The amount of heat energy required to raise the temperature of 1 g of Helium at NTP, from $T_1K$ to $T_2K$ is

• A. $\frac3{8} N_a K_B(T_2-T_1)$
• B. $\frac3{2} N_a K_B(T_2-T_1)$
• C. $\frac3{4} N_a K_B(T_2-T_1)$
• D. $\frac3{4} N_a K_B(\frac{T_2}{T_1})$

Answer 1

The Correct Option is A

To determine the amount of heat energy required to raise the temperature of 1 g of Helium from \( T_1 \) K to \( T_2 \) K at NTP (Normal Temperature and Pressure), we'll use the concepts of specific heat capacity and molar heat capacity.

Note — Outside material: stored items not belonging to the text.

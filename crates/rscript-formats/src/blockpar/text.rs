//! Text BlockPar encoding.
//!
//! A line-oriented, brace-delimited format:
//!
//! ```text
//! Ship^{                      // '^' sorted child, '~' unsorted, default sorted
//!     Name=Rigel
//!     Weapons~{
//!         Slot=Laser
//!         Slot=Laser
//!     }
//!     Hull=hulls/heavy.txt{   // child loaded from another text file
//!     }
//!     Info=<<<
//!     First line
//!     Second line
//!     >>>
//! }
//! ```
//!
//! Surrounding tabs and spaces are trimmed, `//` starts a comment that is
//! dropped, and an extra `}` at the top level is ignored. Heredoc lines are
//! captured raw up to a line reading `>>>`, with the indentation of their
//! nesting level removed. The writer always emits CRLF line endings and
//! four spaces of indentation per level.
//!
//! A block header of the form `name=path{` loads `path`, relative to the
//! including file, as the block's content. Lines between that header and its
//! `}` are added to the loaded block, after the included entries.

use encoding_rs::{Encoding, WINDOWS_1251};
use std::io::{BufRead, Write};
use std::path::{Path, PathBuf};
use tracing::{debug, info};

use crate::blockpar::MAX_DEPTH;
use crate::blockpar::document::{self, Document, Value};
use crate::blockpar::error::{BlockParError, BlockParResult};

const INDENT: usize = 4;
const TRIM: [char; 4] = ['\t', '\n', '\r', ' '];
const BLANK: [char; 2] = ['\t', ' '];

/// Options for reading text documents
#[derive(Debug, Clone)]
pub struct TextOptions {
    /// Character encoding of text files
    pub encoding: &'static Encoding,
    /// Directory that relative include paths are resolved against
    pub base_dir: Option<PathBuf>,
    /// Maximum block nesting, includes counted
    pub max_depth: usize,
}

impl Default for TextOptions {
    fn default() -> Self {
        Self {
            encoding: WINDOWS_1251,
            base_dir: None,
            max_depth: MAX_DEPTH,
        }
    }
}

impl TextOptions {
    /// Options resolving includes relative to `dir`
    #[must_use]
    pub fn with_base_dir(mut self, dir: impl Into<PathBuf>) -> Self {
        self.base_dir = Some(dir.into());
        self
    }

    /// Options using another text encoding
    #[must_use]
    pub fn with_encoding(mut self, encoding: &'static Encoding) -> Self {
        self.encoding = encoding;
        self
    }

    /// Options with another nesting cap
    #[must_use]
    pub fn with_max_depth(mut self, max_depth: usize) -> Self {
        self.max_depth = max_depth;
        self
    }
}

/// Text document reader over decoded UTF-8 lines
pub struct TextReader<R> {
    reader: R,
    options: TextOptions,
    line_no: usize,
}

impl<R: BufRead> TextReader<R> {
    /// Create a reader with default options
    pub fn new(reader: R) -> Self {
        Self::with_options(reader, TextOptions::default())
    }

    /// Create a reader with explicit options
    pub fn with_options(reader: R, options: TextOptions) -> Self {
        Self {
            reader,
            options,
            line_no: 0,
        }
    }

    /// Read the whole stream into a sorted root document
    pub fn read_document(&mut self) -> BlockParResult<Document> {
        let mut current = Document::new();
        let mut stack: Vec<(Document, String)> = Vec::new();
        let mut raw = String::new();

        while self.next_line(&mut raw)? {
            let mut line = raw.trim_matches(TRIM);
            if let Some(pos) = line.find("//") {
                line = line[..pos].trim_end_matches(BLANK);
            }

            if let Some(head) = line.strip_suffix('{') {
                let depth = stack.len() + 1;
                if depth >= self.options.max_depth {
                    return Err(BlockParError::NestingTooDeep(self.options.max_depth));
                }

                let mut head = head.trim_end_matches(BLANK);
                let sorted = match head.chars().last() {
                    Some('^') => {
                        head = head[..head.len() - 1].trim_end_matches(BLANK);
                        true
                    }
                    Some('~') => {
                        head = head[..head.len() - 1].trim_end_matches(BLANK);
                        false
                    }
                    _ => true,
                };

                let (name, child) = match head.split_once('=') {
                    Some((name, path)) if !path.trim_start_matches(BLANK).is_empty() => {
                        let mut child = self.load_include(path.trim_start_matches(BLANK), depth)?;
                        child.set_sorted(sorted);
                        (name.trim_end_matches(BLANK), child)
                    }
                    Some((name, _)) => (name.trim_end_matches(BLANK), Document::with_sorted(sorted)),
                    None => (head, Document::with_sorted(sorted)),
                };
                stack.push((std::mem::replace(&mut current, child), name.to_string()));
            } else if line.starts_with('}') {
                if let Some((parent, name)) = stack.pop() {
                    let child = std::mem::replace(&mut current, parent);
                    current.set(name, child);
                }
            } else if let Some((name, value)) = line.split_once('=') {
                let name = name.trim_end_matches(BLANK).to_string();
                let value = value.trim_start_matches(BLANK);
                let value = if value.starts_with("<<<") {
                    self.read_heredoc(stack.len())?
                } else {
                    value.to_string()
                };
                current.set(name, value);
            }
        }

        // blocks left open at end of input are closed implicitly
        while let Some((mut parent, name)) = stack.pop() {
            parent.set(name, current);
            current = parent;
        }

        debug!(
            "Parsed BlockPar text with {} top-level entries",
            current.len()
        );
        Ok(current)
    }

    fn next_line(&mut self, buf: &mut String) -> BlockParResult<bool> {
        buf.clear();
        let read = self.reader.read_line(buf)?;
        if read > 0 {
            self.line_no += 1;
        }
        Ok(read > 0)
    }

    fn read_heredoc(&mut self, level: usize) -> BlockParResult<String> {
        let start = self.line_no;
        let mut lines = Vec::new();
        let mut raw = String::new();
        loop {
            if !self.next_line(&mut raw)? {
                return Err(BlockParError::UnterminatedHeredoc { line: start });
            }
            if raw.trim_matches(TRIM) == ">>>" {
                break;
            }
            lines.push(raw.clone());
        }

        let spacenum = lines
            .iter()
            .find(|line| !line.trim_matches(TRIM).is_empty())
            .map_or(INDENT * level, |line| leading_spaces(line).min(INDENT * level));

        let mut value = String::new();
        for line in &lines {
            value.push_str(&line[leading_spaces(line).min(spacenum)..]);
        }
        if value.ends_with("\r\n") {
            value.truncate(value.len() - 2);
        } else if value.ends_with('\n') {
            value.truncate(value.len() - 1);
        }
        Ok(value)
    }

    fn load_include(&self, path: &str, depth: usize) -> BlockParResult<Document> {
        let resolved = match &self.options.base_dir {
            Some(dir) => dir.join(path),
            None => PathBuf::from(path),
        };
        info!("Including BlockPar text from {}", resolved.display());
        let options = TextOptions {
            encoding: self.options.encoding,
            base_dir: None,
            max_depth: self.options.max_depth - depth,
        };
        read_file_with(&resolved, options)
    }
}

fn leading_spaces(line: &str) -> usize {
    line.len() - line.trim_start_matches(' ').len()
}

/// Parse a text document held in memory. Includes resolve against the
/// working directory.
pub fn parse(text: &str) -> BlockParResult<Document> {
    parse_with(text, TextOptions::default())
}

/// Parse a text document held in memory with explicit options
pub fn parse_with(text: &str, options: TextOptions) -> BlockParResult<Document> {
    TextReader::with_options(text.as_bytes(), options).read_document()
}

/// Read a text document from a file in the default encoding
pub fn read_file<P: AsRef<Path>>(path: P) -> BlockParResult<Document> {
    read_file_with(path, TextOptions::default())
}

/// Read a text document from a file. Includes resolve against the file's
/// own directory.
pub fn read_file_with<P: AsRef<Path>>(path: P, mut options: TextOptions) -> BlockParResult<Document> {
    let path = path.as_ref();
    let bytes = std::fs::read(path)?;
    let (text, _, had_errors) = options.encoding.decode(&bytes);
    if had_errors {
        return Err(BlockParError::Encoding(format!(
            "{} is not valid {}",
            path.display(),
            options.encoding.name()
        )));
    }
    options.base_dir = path.parent().map(Path::to_path_buf);
    parse_with(&text, options)
}

/// Render a document as text
///
/// Fails with `UnrepresentableValue` when a multi-line value contains a line
/// reading `>>>`, which would end its heredoc early on re-read.
pub fn format(document: &Document) -> BlockParResult<String> {
    let (out, unrepresentable) = render(document);
    match unrepresentable {
        Some(name) => Err(BlockParError::UnrepresentableValue(name)),
        None => Ok(out),
    }
}

// Renders every entry, reporting the first value that would not read back
pub(crate) fn render(document: &Document) -> (String, Option<String>) {
    let mut out = String::new();
    let mut unrepresentable = None;
    let mut stack: Vec<document::Iter<'_>> = vec![document.iter()];

    loop {
        let depth = stack.len().saturating_sub(1);
        let Some(entries) = stack.last_mut() else {
            break;
        };
        let Some(entry) = entries.next() else {
            stack.pop();
            if !stack.is_empty() {
                push_indent(&mut out, depth - 1);
                out.push_str("}\r\n");
            }
            continue;
        };

        push_indent(&mut out, depth);
        match entry.value() {
            Value::Param(value) if needs_heredoc(value) => {
                if unrepresentable.is_none() && has_terminator_line(value) {
                    unrepresentable = Some(entry.name().to_string());
                }
                out.push_str(entry.name());
                out.push_str("=<<<\r\n");
                for piece in value.split_inclusive('\n') {
                    push_indent(&mut out, depth);
                    out.push_str(piece);
                }
                out.push_str("\r\n");
                push_indent(&mut out, depth);
                out.push_str(">>>\r\n");
            }
            Value::Param(value) => {
                out.push_str(entry.name());
                out.push('=');
                out.push_str(value);
                out.push_str("\r\n");
            }
            Value::Block(child) => {
                out.push_str(entry.name());
                out.push(if child.is_sorted() { '^' } else { '~' });
                out.push_str("{\r\n");
                stack.push(child.iter());
            }
            Value::Undef => out.push_str("\r\n"),
        }
    }
    (out, unrepresentable)
}

fn push_indent(out: &mut String, depth: usize) {
    out.extend(std::iter::repeat_n(' ', INDENT * depth));
}

fn has_terminator_line(value: &str) -> bool {
    value.split('\n').any(|line| line.trim_matches(TRIM) == ">>>")
}

// Values that would not survive a plain `name=value` line
fn needs_heredoc(value: &str) -> bool {
    value.contains(['\r', '\n'])
        || value.contains("//")
        || value.starts_with("<<<")
        || value.ends_with('{')
        || value.trim_matches(BLANK).len() != value.len()
}

/// Text document writer encoding into a byte sink
pub struct TextWriter<W> {
    writer: W,
    encoding: &'static Encoding,
}

impl<W: Write> TextWriter<W> {
    /// Create a writer using the default encoding
    pub fn new(writer: W) -> Self {
        Self {
            writer,
            encoding: WINDOWS_1251,
        }
    }

    /// Select the output encoding
    #[must_use]
    pub fn encoding(mut self, encoding: &'static Encoding) -> Self {
        self.encoding = encoding;
        self
    }

    /// Render and write a document
    pub fn write_document(&mut self, document: &Document) -> BlockParResult<()> {
        let text = format(document)?;
        let (bytes, _, had_errors) = self.encoding.encode(&text);
        if had_errors {
            return Err(BlockParError::Encoding(format!(
                "document contains characters not representable in {}",
                self.encoding.name()
            )));
        }
        self.writer.write_all(&bytes)?;
        self.writer.flush()?;
        Ok(())
    }

    /// Consume the writer, returning the underlying sink
    pub fn into_inner(self) -> W {
        self.writer
    }
}

/// Write a text document to a file in the given encoding
pub fn write_file<P: AsRef<Path>>(
    path: P,
    document: &Document,
    encoding: &'static Encoding,
) -> BlockParResult<()> {
    let file = std::fs::File::create(path)?;
    TextWriter::new(std::io::BufWriter::new(file))
        .encoding(encoding)
        .write_document(document)
}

Helium is a monoatomic ideal gas, and its molar heat capacity at constant volume, \( C_V \), is given by:

C_V = \frac{3}{2}R

where \( R \) is the universal gas constant.

First, let's convert 1 g of Helium to moles. The molar mass of Helium (He) is 4 g/mol, thus:

\text{Number of moles of He} = \frac{1}{4} \, \text{mol}

The heat required, \( Q \), to increase the temperature from \( T_1 \) to \( T_2 \) is given by:

Q = n \cdot C_V \cdot (T_2 - T_1)

Substitute the values:

Q = \left(\frac{1}{4}\right) \times \left(\frac{3}{2} R \right) \times (T_2 - T_1)

Simplifying further:

Q = \frac{3}{8} R (T_2 - T_1)

Since \( R = N_a K_B \), where \( N_a \) is Avogadro's number and \( K_B \) is the Boltzmann constant:

Q = \frac{3}{8} N_a K_B (T_2 - T_1)

Thus, the amount of heat energy required is:

The correct answer is \frac3{8} N_a K_B (T_2 - T_1).

This result matches the given correct answer, confirming that the calculation is accurate.